In deep carpeted downtown offices majestic attorneys reading Justice Proskauer's suggestion went into conference with their consciences. A lawyer is retained to win cases for his clients. Many a potent legal mind has found fame and money in acquittals for clients of whose guilt he must have been morally assured.
Fame and money thus won and honored weaken respect for the profession by its own professionals. There are good lawyers who stretch many a point of conscience to win cases. Justice Proskauer meditated on machinery to stop such stretching.
In his meditations he bethought him of the Hippocratic Oath which doctors swear.
Justice Proskauer sat down and busily drew up a lawyer's oath.
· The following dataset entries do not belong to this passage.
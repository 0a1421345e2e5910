//! Console logging for acqsrv
//!
//! Output format: `timestamp [LEVEL] [target: ][span: ]message`. The event
//! target is only printed at debug and trace verbosity. `RUST_LOG` takes
//! precedence over the level passed on the command line.

use tracing_subscriber::{
    fmt::{format::Writer, FmtContext, FormatEvent, FormatFields},
    registry::LookupSpan,
    EnvFilter,
};

/// Single-line event formatter
///
/// Example output:
/// `2026-10-19T08:12:03.418204Z [WARN] request: Poll failed (connect_failed): ...`
#[derive(Debug, Clone, Copy, Default)]
pub struct ConsoleFormat {
    with_target: bool,
}

impl ConsoleFormat {
    pub fn new(with_target: bool) -> Self {
        Self { with_target }
    }

    /// Targets are printed when the CLI level is debug or trace
    pub fn for_level(level: &str) -> Self {
        Self::new(level.eq_ignore_ascii_case("debug") || level.eq_ignore_ascii_case("trace"))
    }
}

impl<S, N> FormatEvent<S, N> for ConsoleFormat
where
    S: tracing::Subscriber + for<'a> LookupSpan<'a>,
    N: for<'a> FormatFields<'a> + 'static,
{
    fn format_event(
        &self,
        ctx: &FmtContext<'_, S, N>,
        mut writer: Writer<'_>,
        event: &tracing::Event<'_>,
    ) -> std::fmt::Result {
        let metadata = event.metadata();
        write!(
            writer,
            "{} [{}] ",
            chrono::Utc::now().format("%Y-%m-%dT%H:%M:%S%.6fZ"),
            metadata.level()
        )?;

        if self.with_target {
            write!(writer, "{}: ", metadata.target())?;
        }
        // HTTP requests run inside the TraceLayer span
        if let Some(scope) = ctx.event_scope() {
            for span in scope.from_root() {
                write!(writer, "{}: ", span.name())?;
            }
        }

        ctx.field_format().format_fields(writer.by_ref(), event)?;
        writeln!(writer)
    }
}

/// Build the filter: `RUST_LOG` if set, else `level` for acqsrv and the Modbus library
pub fn build_filter(level: &str) -> EnvFilter {
    EnvFilter::try_from_default_env().unwrap_or_else(|_| {
        EnvFilter::new(format!(
            "warn,acqsrv={level},fieldlink_modbus={level},tower_http={level}"
        ))
    })
}

/// Install the global subscriber. Returns false if one was already set.
pub fn init(level: &str) -> bool {
    tracing_subscriber::fmt()
        .with_env_filter(build_filter(level))
        .event_format(ConsoleFormat::for_level(level))
        .try_init()
        .is_ok()
}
He would have every lawyer fortify his oath of admission to the Bar, saying: "I swear I will join with my adversary in waiving a jury trial wherever and whenever it can possibly be done without the sacrifice of a fundamental right. I will join with my adversary in supporting a trial Justice in fair comment upon the evidence and reasonable direction to a jury on the facts. I will join with my adversary in fair concession of undisputed facts.
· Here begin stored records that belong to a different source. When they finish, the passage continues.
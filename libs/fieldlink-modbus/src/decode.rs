//! Float32 register decoding
//!
//! Two holding registers carry one IEEE754 binary32 value. Devices disagree on
//! which register holds the high word and on the byte order inside a
//! register, so both are configurable:
//!
//! | Notation | Word order | Byte order |
//! |----------|------------|------------|
//! | ABCD     | big        | big        |
//! | CDAB     | little     | big        |
//! | BADC     | big        | little     |
//! | DCBA     | little     | little     |
//!
//! Decoding arranges the pair by word order, serializes each register by byte
//! order and reads the four bytes as a big-endian float.

use serde::{Deserialize, Serialize};
use tracing::debug;

use crate::error::{ModbusError, ModbusResult};

/// Which register of a pair holds the most significant 16 bits
#[derive(Debug, Clone, Copy, PartialEq, Eq, Default, Serialize, Deserialize)]
#[serde(rename_all = "lowercase")]
pub enum WordOrder {
    /// First register is the high word
    #[default]
    Big,
    /// First register is the low word
    Little,
}

/// Byte order inside one register
#[derive(Debug, Clone, Copy, PartialEq, Eq, Default, Serialize, Deserialize)]
#[serde(rename_all = "lowercase")]
pub enum ByteOrder {
    /// High byte first
    #[default]
    Big,
    /// Low byte first
    Little,
}

/// Word and byte ordering for a register pair
///
/// Deserializes from either ABCD notation (`"CDAB"`) or the explicit
/// `{word, byte}` form; serializes to the explicit form.
#[derive(Debug, Clone, Copy, PartialEq, Eq, Default, Serialize, Deserialize)]
#[serde(try_from = "OrderNotation")]
pub struct RegisterOrder {
    pub word: WordOrder,
    pub byte: ByteOrder,
}

#[derive(Deserialize)]
#[serde(untagged)]
enum OrderNotation {
    Abcd(String),
    Explicit {
        #[serde(default)]
        word: WordOrder,
        #[serde(default)]
        byte: ByteOrder,
    },
}

impl TryFrom<OrderNotation> for RegisterOrder {
    type Error = String;

    fn try_from(notation: OrderNotation) -> Result<Self, Self::Error> {
        match notation {
            OrderNotation::Abcd(text) => Self::from_abcd(&text).ok_or_else(|| {
                format!("unknown register order '{text}', expected ABCD, CDAB, BADC or DCBA")
            }),
            OrderNotation::Explicit { word, byte } => Ok(Self::new(word, byte)),
        }
    }
}

impl RegisterOrder {
    pub const ABCD: Self = Self::new(WordOrder::Big, ByteOrder::Big);
    pub const CDAB: Self = Self::new(WordOrder::Little, ByteOrder::Big);
    pub const BADC: Self = Self::new(WordOrder::Big, ByteOrder::Little);
    pub const DCBA: Self = Self::new(WordOrder::Little, ByteOrder::Little);

    pub const fn new(word: WordOrder, byte: ByteOrder) -> Self {
        Self { word, byte }
    }

    /// Parse ABCD-style notation (case-insensitive)
    pub fn from_abcd(notation: &str) -> Option<Self> {
        match notation.to_ascii_uppercase().as_str() {
            "ABCD" => Some(Self::ABCD),
            "CDAB" => Some(Self::CDAB),
            "BADC" => Some(Self::BADC),
            "DCBA" => Some(Self::DCBA),
            _ => None,
        }
    }

    pub fn as_abcd(&self) -> &'static str {
        match (self.word, self.byte) {
            (WordOrder::Big, ByteOrder::Big) => "ABCD",
            (WordOrder::Little, ByteOrder::Big) => "CDAB",
            (WordOrder::Big, ByteOrder::Little) => "BADC",
            (WordOrder::Little, ByteOrder::Little) => "DCBA",
        }
    }

    fn arrange(&self, first: u16, second: u16) -> [u16; 2] {
        match self.word {
            WordOrder::Big => [first, second],
            WordOrder::Little => [second, first],
        }
    }

    fn register_bytes(&self, register: u16) -> [u8; 2] {
        match self.byte {
            ByteOrder::Big => register.to_be_bytes(),
            ByteOrder::Little => register.to_le_bytes(),
        }
    }

    fn register_from_bytes(&self, bytes: [u8; 2]) -> u16 {
        match self.byte {
            ByteOrder::Big => u16::from_be_bytes(bytes),
            ByteOrder::Little => u16::from_le_bytes(bytes),
        }
    }
}

impl std::fmt::Display for RegisterOrder {
    fn fmt(&self, f: &mut std::fmt::Formatter<'_>) -> std::fmt::Result {
        f.write_str(self.as_abcd())
    }
}

/// Decode one float from exactly two registers, given in read order
pub fn decode_f32(pair: &[u16], order: RegisterOrder) -> ModbusResult<f32> {
    let [first, second] = pair else {
        return Err(ModbusError::decode(format!(
            "float32 needs 2 registers, got {}",
            pair.len()
        )));
    };

    let [high, low] = order.arrange(*first, *second);
    let [a, b] = order.register_bytes(high);
    let [c, d] = order.register_bytes(low);
    Ok(f32::from_be_bytes([a, b, c, d]))
}

/// Decode consecutive register pairs, returning the longest decodable prefix.
///
/// Stops at the first pair that fails; a trailing odd register is never padded.
pub fn decode_f32_prefix(registers: &[u16], order: RegisterOrder) -> Vec<f32> {
    let values: Vec<f32> = registers
        .chunks(2)
        .map_while(|pair| decode_f32(pair, order).ok())
        .collect();

    if values.len() * 2 < registers.len() {
        debug!(
            "Decoded {} of {} registers ({})",
            values.len() * 2,
            registers.len(),
            order
        );
    }
    values
}

/// Encode a float into two registers in read order
pub fn encode_f32(value: f32, order: RegisterOrder) -> [u16; 2] {
    let [a, b, c, d] = value.to_be_bytes();
    let high = order.register_from_bytes([a, b]);
    let low = order.register_from_bytes([c, d]);
    order.arrange(high, low)
}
I will not put an adversary to his proof in respect to facts whose existence my client admits. I will refrain from merely formal or technical objection to the admission of evidence.
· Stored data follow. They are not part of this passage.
//! Modbus TCP Connection
//!
//! A single TCP stream to the device. Connect, send and receive are each
//! bounded by a timeout so no operation blocks indefinitely.

use std::time::Duration;
use tokio::io::{AsyncReadExt, AsyncWriteExt};
use tokio::net::TcpStream;
use tokio::time::timeout;
use tracing::{debug, info, warn};

use crate::constants::{MAX_MBAP_LENGTH, MBAP_HEADER_LEN};
use crate::error::{ModbusError, ModbusResult};

/// Open TCP connection to a Modbus device
#[derive(Debug)]
pub struct TcpConnection {
    stream: TcpStream,
    peer: String,
}

impl TcpConnection {
    /// Create a TCP connection
    pub async fn connect(host: &str, port: u16, timeout_duration: Duration) -> ModbusResult<Self> {
        let addr = format!("{host}:{port}");
        debug!("TCP connecting: {}", addr);

        match timeout(timeout_duration, TcpStream::connect(&addr)).await {
            Ok(Ok(stream)) => {
                if let Err(e) = stream.set_nodelay(true) {
                    debug!("TCP_NODELAY: {}", e);
                }

                info!("TCP connected: {}", addr);
                Ok(Self { stream, peer: addr })
            },
            Ok(Err(e)) => {
                warn!("TCP err: {} - {}", addr, e);
                Err(ModbusError::connection(format!(
                    "Failed to connect to {addr}: {e}"
                )))
            },
            Err(_) => {
                warn!("TCP timeout: {}", addr);
                Err(ModbusError::timeout(format!(
                    "Connection to {addr} timed out"
                )))
            },
        }
    }

    /// Send a complete frame
    pub async fn send(&mut self, data: &[u8], timeout_duration: Duration) -> ModbusResult<()> {
        match timeout(timeout_duration, self.stream.write_all(data)).await {
            Ok(Ok(())) => {
                debug!("TCP TX: {}B", data.len());
                Ok(())
            },
            Ok(Err(e)) => Err(ModbusError::Io(format!("TCP send error: {e}"))),
            Err(_) => Err(ModbusError::timeout("TCP send timeout")),
        }
    }

    /// Receive one complete Modbus TCP frame
    ///
    /// Frame: [Transaction ID(2)][Protocol ID(2)][Length(2)][Unit ID(1)][PDU(N)]
    pub async fn receive_frame(&mut self, timeout_duration: Duration) -> ModbusResult<Vec<u8>> {
        let mut header = [0u8; MBAP_HEADER_LEN];
        self.read_exact(&mut header, timeout_duration, "header").await?;

        // Length covers unit id + PDU: 1..=254
        let length = u16::from_be_bytes([header[4], header[5]]) as usize;
        if length == 0 || length > MAX_MBAP_LENGTH {
            return Err(ModbusError::protocol(format!(
                "Invalid TCP frame length: {}",
                length
            )));
        }

        let mut frame = vec![0u8; MBAP_HEADER_LEN + length];
        frame[..MBAP_HEADER_LEN].copy_from_slice(&header);
        self.read_exact(&mut frame[MBAP_HEADER_LEN..], timeout_duration, "PDU")
            .await?;

        debug!("TCP RX: {}B", frame.len());
        Ok(frame)
    }

    async fn read_exact(
        &mut self,
        buf: &mut [u8],
        timeout_duration: Duration,
        part: &str,
    ) -> ModbusResult<()> {
        match timeout(timeout_duration, self.stream.read_exact(buf)).await {
            Ok(Ok(_)) => Ok(()),
            Ok(Err(e)) => Err(ModbusError::Io(format!("TCP {part} read error: {e}"))),
            Err(_) => Err(ModbusError::timeout(format!("TCP {part} read timeout"))),
        }
    }

    /// Shut down the write half; the socket is released on drop
    pub async fn close(mut self) -> ModbusResult<()> {
        self.stream.shutdown().await?;
        debug!("TCP closed: {}", self.peer);
        Ok(())
    }
}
I will cooperate with the trial Justice and my adversary to secure a speedy, prompt and complete presentation of the facts of the case. I will neither make nor oppose interlocutory motions unless they are of real and practical importance. I will take no appeal unless I am satisfied that substantial error has been committed and that a new trial should reasonably give a different result." To this credo listeners, including many a distinguished lawyer, resolved complete approval.
Hippocrates, "Father of Medicine," lived in the 5th Century B.C. and like Solon the "Law Giver" fixed rules for the conduct of his profession. His Oath, to which Justice Proskauer referred, is (in its Christianized version): "Blessed be God the Father of our Lord Jesus Christ, who is blessed for ever and ever, I lie not.
"I will bring no stain upon the learning of the medical art. Neither will I give poison to anybody though asked to do so, nor will I suggest such a plan. Similarly I will not give treatment to women to cause abortion, treatment neither from above nor be low. But I will teach this art to those who require to learn it, without grudging and without an indenture. I will use treatment to help the sick according to my ability and judgment. And in purity and in holiness will I guard my art. Into whatsoever houses I enter, I will do so to help the sick, keeping myself free from all wrong doing, intentional or unintentional, tending to death of injury, and from fornication with bond or free, man or woman. Whatsoever in the course of practice I see or hear (or outside my practice in social intercourse) that ought not to be published abroad, I will not divulge, but consider such to be holy secrets. Now, if I keep this oath and break it not, may God be my helper in my life and art, and may I be honored among all men for all time. If I keep faith well; but if I forswear myself may the opposite be fall me."
*The New York judicial system includes magistrate courts (equivalent to police or municipal courts in other states), supreme courts (equivalent to county courts), appellate divisions of supreme courts (equivalent to courts of appeal) and courts of appeals (equivalent to the supreme court). Justice Proskauer is on the appellate division bench.